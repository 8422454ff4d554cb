pub mod env;

pub use env::{EnvLoadResult, load_dotenv};

use crate::auth_client::{AuthTransport, LoginResponseFormat};
use crate::error::config::ConfigError;
use crate::token::{TokenVerifier, VerificationMode};
use crate::{APP_NAME, DEFAULT_API_URL};

use common::{ErrorLocation, RedactedSecret};

use std::panic::Location;
use std::path::{Path, PathBuf};
use std::time::Duration;

use log::{info, warn};
use serde::{Deserialize, Serialize};

const CONFIG_FILE_NAME: &str = "portal.toml";
const CONFIG_VERSION: u32 = 1;
const MIN_TIMEOUT_SECS: u64 = 1;
const MAX_TIMEOUT_SECS: u64 = 300;

/// Environment variable overriding `server.api_url`.
pub const API_URL_ENV: &str = "PORTAL_API_URL";

// ============================================
// CONFIG STRUCTS
// ============================================

#[derive(Debug, Clone, PartialEq, Eq, Serialize, Deserialize)]
pub struct ServerConfig {
    #[serde(default = "default_api_url")]
    pub api_url: String,
    #[serde(default = "default_request_timeout_secs")]
    pub request_timeout_secs: u64,
    #[serde(default)]
    pub auth_transport: AuthTransport,
    #[serde(default)]
    pub login_response: LoginResponseFormat,
}

impl Default for ServerConfig {
    fn default() -> Self {
        Self {
            api_url: default_api_url(),
            request_timeout_secs: default_request_timeout_secs(),
            auth_transport: AuthTransport::default(),
            login_response: LoginResponseFormat::default(),
        }
    }
}

impl ServerConfig {
    pub fn request_timeout(&self) -> Duration {
        Duration::from_secs(self.request_timeout_secs)
    }
}

#[derive(Debug, Clone, PartialEq, Eq, Serialize, Deserialize)]
pub struct TokenConfig {
    #[serde(default)]
    pub verification: VerificationMode,
    /// Name of the environment variable holding the hs256 secret.
    #[serde(default = "default_secret_env")]
    pub secret_env: String,
}

impl Default for TokenConfig {
    fn default() -> Self {
        Self {
            verification: VerificationMode::default(),
            secret_env: default_secret_env(),
        }
    }
}

#[derive(Debug, Clone, Default, PartialEq, Eq, Serialize, Deserialize)]
pub struct StorageConfig {
    /// Overrides the platform data directory.
    #[serde(default, skip_serializing_if = "Option::is_none")]
    pub data_dir: Option<PathBuf>,
}

#[derive(Debug, Clone, PartialEq, Eq, Serialize, Deserialize)]
pub struct PortalConfig {
    #[serde(default = "default_version")]
    pub version: u32,

    #[serde(default)]
    pub server: ServerConfig,

    #[serde(default)]
    pub token: TokenConfig,

    #[serde(default)]
    pub storage: StorageConfig,
}

impl Default for PortalConfig {
    fn default() -> Self {
        Self {
            version: CONFIG_VERSION,
            server: ServerConfig::default(),
            token: TokenConfig::default(),
            storage: StorageConfig::default(),
        }
    }
}

// ============================================
// DEFAULT FUNCTIONS
// ============================================

fn default_version() -> u32 {
    CONFIG_VERSION
}
fn default_api_url() -> String {
    DEFAULT_API_URL.to_string()
}
fn default_request_timeout_secs() -> u64 {
    30
}
fn default_secret_env() -> String {
    "PORTAL_TOKEN_SECRET".to_string()
}

// ============================================
// IMPLEMENTATION
// ============================================

impl PortalConfig {
    /// Load config from {config_dir}/portal.toml.
    ///
    /// # Returns
    ///
    /// Returns `Ok(PortalConfig)` if loaded successfully or defaults if file missing.
    /// Returns `Err(ConfigError)` if file exists but is corrupted/invalid.
    pub fn load(config_dir: &Path) -> Result<Self, ConfigError> {
        let config_path = config_dir.join(CONFIG_FILE_NAME);

        if !config_path.exists() {
            info!(
                "Config file not found at {}, using defaults",
                config_path.display()
            );
            return Ok(Self::default());
        }

        let contents = std::fs::read_to_string(&config_path).map_err(|e| {
            warn!("Failed to read config file: {}", e);
            ConfigError::ReadError {
                location: ErrorLocation::from(Location::caller()),
                path: config_path.clone(),
                source: e,
            }
        })?;

        let config = Self::from_toml_str(&contents).map_err(|e| match e {
            ConfigError::ParseError {
                location, reason, ..
            } => ConfigError::ParseError {
                location,
                path: config_path.clone(),
                reason,
            },
            other => other,
        })?;

        info!("Config loaded from {}", config_path.display());
        Ok(config)
    }

    /// Parse and validate a TOML document.
    pub fn from_toml_str(contents: &str) -> Result<Self, ConfigError> {
        let config: PortalConfig = toml::from_str(contents).map_err(|e| {
            warn!("Failed to parse config TOML: {}", e);
            ConfigError::ParseError {
                location: ErrorLocation::from(Location::caller()),
                path: PathBuf::from(CONFIG_FILE_NAME),
                reason: e.to_string(),
            }
        })?;

        config.validate()?;
        Ok(config)
    }

    /// Save config to {config_dir}/portal.toml using atomic write.
    ///
    /// Uses temp file + rename for atomicity (no corruption on crash).
    pub fn save(&self, config_dir: &Path) -> Result<(), ConfigError> {
        self.validate()?;

        std::fs::create_dir_all(config_dir).map_err(|e| ConfigError::WriteError {
            location: ErrorLocation::from(Location::caller()),
            path: config_dir.to_path_buf(),
            source: e,
        })?;

        let config_path = config_dir.join(CONFIG_FILE_NAME);
        let temp_path = config_dir.join(format!("{}.tmp", CONFIG_FILE_NAME));

        let contents = toml::to_string_pretty(self).map_err(|e| ConfigError::SerializeError {
            location: ErrorLocation::from(Location::caller()),
            reason: e.to_string(),
        })?;

        std::fs::write(&temp_path, contents).map_err(|e| ConfigError::WriteError {
            location: ErrorLocation::from(Location::caller()),
            path: temp_path.clone(),
            source: e,
        })?;

        // Atomic rename (POSIX guarantees atomicity)
        std::fs::rename(&temp_path, &config_path).map_err(|e| ConfigError::WriteError {
            location: ErrorLocation::from(Location::caller()),
            path: config_path.clone(),
            source: e,
        })?;

        info!("Config saved to {}", config_path.display());
        Ok(())
    }

    /// Validate config values.
    ///
    /// # Errors
    ///
    /// Returns [`ConfigError::ValidationError`] if any value is invalid.
    pub fn validate(&self) -> Result<(), ConfigError> {
        if self.version == 0 || self.version > CONFIG_VERSION {
            return Err(ConfigError::ValidationError {
                location: ErrorLocation::from(Location::caller()),
                reason: format!(
                    "Invalid version: {} (expected 1-{})",
                    self.version, CONFIG_VERSION
                ),
            });
        }

        let url = &self.server.api_url;
        if !url.starts_with("http://") && !url.starts_with("https://") {
            return Err(ConfigError::ValidationError {
                location: ErrorLocation::from(Location::caller()),
                reason: format!("Invalid api_url: '{}' (must be http or https)", url),
            });
        }

        if url::Url::parse(url).is_err() {
            return Err(ConfigError::ValidationError {
                location: ErrorLocation::from(Location::caller()),
                reason: format!("Invalid api_url: '{}'", url),
            });
        }

        let timeout = self.server.request_timeout_secs;
        if !(MIN_TIMEOUT_SECS..=MAX_TIMEOUT_SECS).contains(&timeout) {
            return Err(ConfigError::ValidationError {
                location: ErrorLocation::from(Location::caller()),
                reason: format!(
                    "Invalid request_timeout_secs: {} (must be {}-{})",
                    timeout, MIN_TIMEOUT_SECS, MAX_TIMEOUT_SECS
                ),
            });
        }

        if self.token.verification == VerificationMode::Hs256 && self.token.secret_env.is_empty() {
            return Err(ConfigError::ValidationError {
                location: ErrorLocation::from(Location::caller()),
                reason: "token.secret_env is required for hs256 verification".to_string(),
            });
        }

        Ok(())
    }

    /// Apply `PORTAL_API_URL` on top of the file values, then re-validate.
    pub fn apply_env_overrides(&mut self) -> Result<(), ConfigError> {
        if let Some(api_url) = env::read_var(API_URL_ENV)? {
            info!("Using api_url from {}", API_URL_ENV);
            self.server.api_url = api_url;
        }
        self.validate()
    }

    /// Build the verifier this config asks for.
    ///
    /// hs256 reads its secret from the environment variable named by
    /// `token.secret_env`; a missing secret is a configuration error.
    pub fn token_verifier(&self) -> Result<TokenVerifier, ConfigError> {
        match self.token.verification {
            VerificationMode::DecodeOnly => {
                warn!(
                    "Token claims are decoded without signature verification; \
                     client-side checks are cosmetic"
                );
                Ok(TokenVerifier::decode_only())
            }
            VerificationMode::Hs256 => {
                let secret = env::read_var(&self.token.secret_env)?.ok_or_else(|| {
                    ConfigError::EnvError {
                        location: ErrorLocation::from(Location::caller()),
                        variable: self.token.secret_env.clone(),
                        reason: "not set".to_string(),
                    }
                })?;

                TokenVerifier::hs256(RedactedSecret::new(secret)).map_err(|e| {
                    ConfigError::ValidationError {
                        location: ErrorLocation::from(Location::caller()),
                        reason: e.to_string(),
                    }
                })
            }
        }
    }

    /// Data directory: explicit setting, else the platform data dir.
    pub fn data_dir(&self) -> Result<PathBuf, ConfigError> {
        match &self.storage.data_dir {
            Some(dir) => Ok(dir.clone()),
            None => default_data_dir(),
        }
    }
}

/// `{platform config dir}/auth-portal`.
pub fn default_config_dir() -> Result<PathBuf, ConfigError> {
    dirs::config_dir()
        .map(|dir| dir.join(APP_NAME))
        .ok_or_else(|| ConfigError::DirectoryNotFound {
            location: ErrorLocation::from(Location::caller()),
            what: "platform config directory".to_string(),
        })
}

/// `{platform data dir}/auth-portal`.
pub fn default_data_dir() -> Result<PathBuf, ConfigError> {
    dirs::data_dir()
        .map(|dir| dir.join(APP_NAME))
        .ok_or_else(|| ConfigError::DirectoryNotFound {
            location: ErrorLocation::from(Location::caller()),
            what: "platform data directory".to_string(),
        })
}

□ □ □ □ □

How to complete this task:
Collect from the data above every line that includes "PortalConfig".

Output:
pub struct PortalConfig {
impl Default for PortalConfig {
impl PortalConfig {
    /// Returns `Ok(PortalConfig)` if loaded successfully or defaults if file missing.
        let config: PortalConfig = toml::from_str(contents).map_err(|e| {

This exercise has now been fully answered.